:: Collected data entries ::
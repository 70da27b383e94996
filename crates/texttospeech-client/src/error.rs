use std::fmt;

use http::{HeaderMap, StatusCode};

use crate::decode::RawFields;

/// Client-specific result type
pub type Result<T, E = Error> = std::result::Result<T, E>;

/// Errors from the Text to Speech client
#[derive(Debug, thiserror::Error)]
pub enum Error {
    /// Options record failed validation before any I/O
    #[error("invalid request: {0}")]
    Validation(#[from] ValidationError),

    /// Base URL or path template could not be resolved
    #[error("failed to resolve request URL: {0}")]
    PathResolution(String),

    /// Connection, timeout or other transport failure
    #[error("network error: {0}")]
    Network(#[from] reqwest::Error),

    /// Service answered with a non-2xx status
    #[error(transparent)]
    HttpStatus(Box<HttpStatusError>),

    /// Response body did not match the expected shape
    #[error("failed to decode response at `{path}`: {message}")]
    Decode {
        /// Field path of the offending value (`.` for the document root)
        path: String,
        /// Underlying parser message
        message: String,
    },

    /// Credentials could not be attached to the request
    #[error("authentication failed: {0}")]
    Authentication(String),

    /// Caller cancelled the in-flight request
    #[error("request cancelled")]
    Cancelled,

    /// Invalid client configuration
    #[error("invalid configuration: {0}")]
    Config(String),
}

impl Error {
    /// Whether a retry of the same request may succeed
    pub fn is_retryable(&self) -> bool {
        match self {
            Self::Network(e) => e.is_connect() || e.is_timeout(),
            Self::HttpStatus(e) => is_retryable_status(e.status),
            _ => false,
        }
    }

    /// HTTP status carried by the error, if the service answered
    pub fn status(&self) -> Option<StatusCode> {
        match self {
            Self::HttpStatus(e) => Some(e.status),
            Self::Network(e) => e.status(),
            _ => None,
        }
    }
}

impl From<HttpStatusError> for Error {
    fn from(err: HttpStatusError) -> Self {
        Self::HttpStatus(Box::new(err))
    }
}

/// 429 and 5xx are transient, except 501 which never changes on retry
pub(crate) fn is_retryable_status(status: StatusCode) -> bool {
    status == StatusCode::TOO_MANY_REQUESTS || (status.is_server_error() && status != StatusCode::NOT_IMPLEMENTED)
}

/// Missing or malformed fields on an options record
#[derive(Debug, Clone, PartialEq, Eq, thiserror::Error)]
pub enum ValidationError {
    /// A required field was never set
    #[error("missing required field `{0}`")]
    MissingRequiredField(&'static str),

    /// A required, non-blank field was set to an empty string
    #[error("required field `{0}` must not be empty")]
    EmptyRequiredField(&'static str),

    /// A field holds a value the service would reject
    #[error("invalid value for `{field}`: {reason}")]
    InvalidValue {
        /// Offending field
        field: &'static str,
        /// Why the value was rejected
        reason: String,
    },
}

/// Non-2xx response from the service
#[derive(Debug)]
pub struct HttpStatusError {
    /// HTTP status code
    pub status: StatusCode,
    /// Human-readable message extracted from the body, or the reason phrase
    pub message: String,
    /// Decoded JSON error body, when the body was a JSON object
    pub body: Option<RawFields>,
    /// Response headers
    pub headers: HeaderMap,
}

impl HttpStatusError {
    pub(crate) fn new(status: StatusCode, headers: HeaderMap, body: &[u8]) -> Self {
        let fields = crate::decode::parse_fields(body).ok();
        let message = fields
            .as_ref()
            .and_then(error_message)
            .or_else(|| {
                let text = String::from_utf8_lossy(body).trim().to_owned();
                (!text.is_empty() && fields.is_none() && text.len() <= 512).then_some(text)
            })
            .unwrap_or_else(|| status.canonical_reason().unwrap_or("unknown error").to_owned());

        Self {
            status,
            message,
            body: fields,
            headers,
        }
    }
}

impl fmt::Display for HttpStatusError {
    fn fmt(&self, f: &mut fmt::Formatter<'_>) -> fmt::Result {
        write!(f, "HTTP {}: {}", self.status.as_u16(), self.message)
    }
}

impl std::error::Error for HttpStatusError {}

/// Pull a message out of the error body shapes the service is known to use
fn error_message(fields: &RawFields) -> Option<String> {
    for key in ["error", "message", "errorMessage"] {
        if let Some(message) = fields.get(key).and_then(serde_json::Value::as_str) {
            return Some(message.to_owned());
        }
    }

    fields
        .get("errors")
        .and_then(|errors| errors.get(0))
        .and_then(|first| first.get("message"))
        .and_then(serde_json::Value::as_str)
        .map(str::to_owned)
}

:: Goal of the exercise ::
Using the data above, reproduce exactly the lines between those holding "pub fn status(&self)" and "HTTP status code", inclusive, and no others.

:: Response ::
    pub fn status(&self) -> Option<StatusCode> {
        match self {
            Self::HttpStatus(e) => Some(e.status),
            Self::Network(e) => e.status(),
            _ => None,
        }
    }
}

impl From<HttpStatusError> for Error {
    fn from(err: HttpStatusError) -> Self {
        Self::HttpStatus(Box::new(err))
    }
}

/// 429 and 5xx are transient, except 501 which never changes on retry
pub(crate) fn is_retryable_status(status: StatusCode) -> bool {
    status == StatusCode::TOO_MANY_REQUESTS || (status.is_server_error() && status != StatusCode::NOT_IMPLEMENTED)
}

/// Missing or malformed fields on an options record
#[derive(Debug, Clone, PartialEq, Eq, thiserror::Error)]
pub enum ValidationError {
    /// A required field was never set
    #[error("missing required field `{0}`")]
    MissingRequiredField(&'static str),

    /// A required, non-blank field was set to an empty string
    #[error("required field `{0}` must not be empty")]
    EmptyRequiredField(&'static str),

    /// A field holds a value the service would reject
    #[error("invalid value for `{field}`: {reason}")]
    InvalidValue {
        /// Offending field
        field: &'static str,
        /// Why the value was rejected
        reason: String,
    },
}

/// Non-2xx response from the service
#[derive(Debug)]
pub struct HttpStatusError {
    /// HTTP status code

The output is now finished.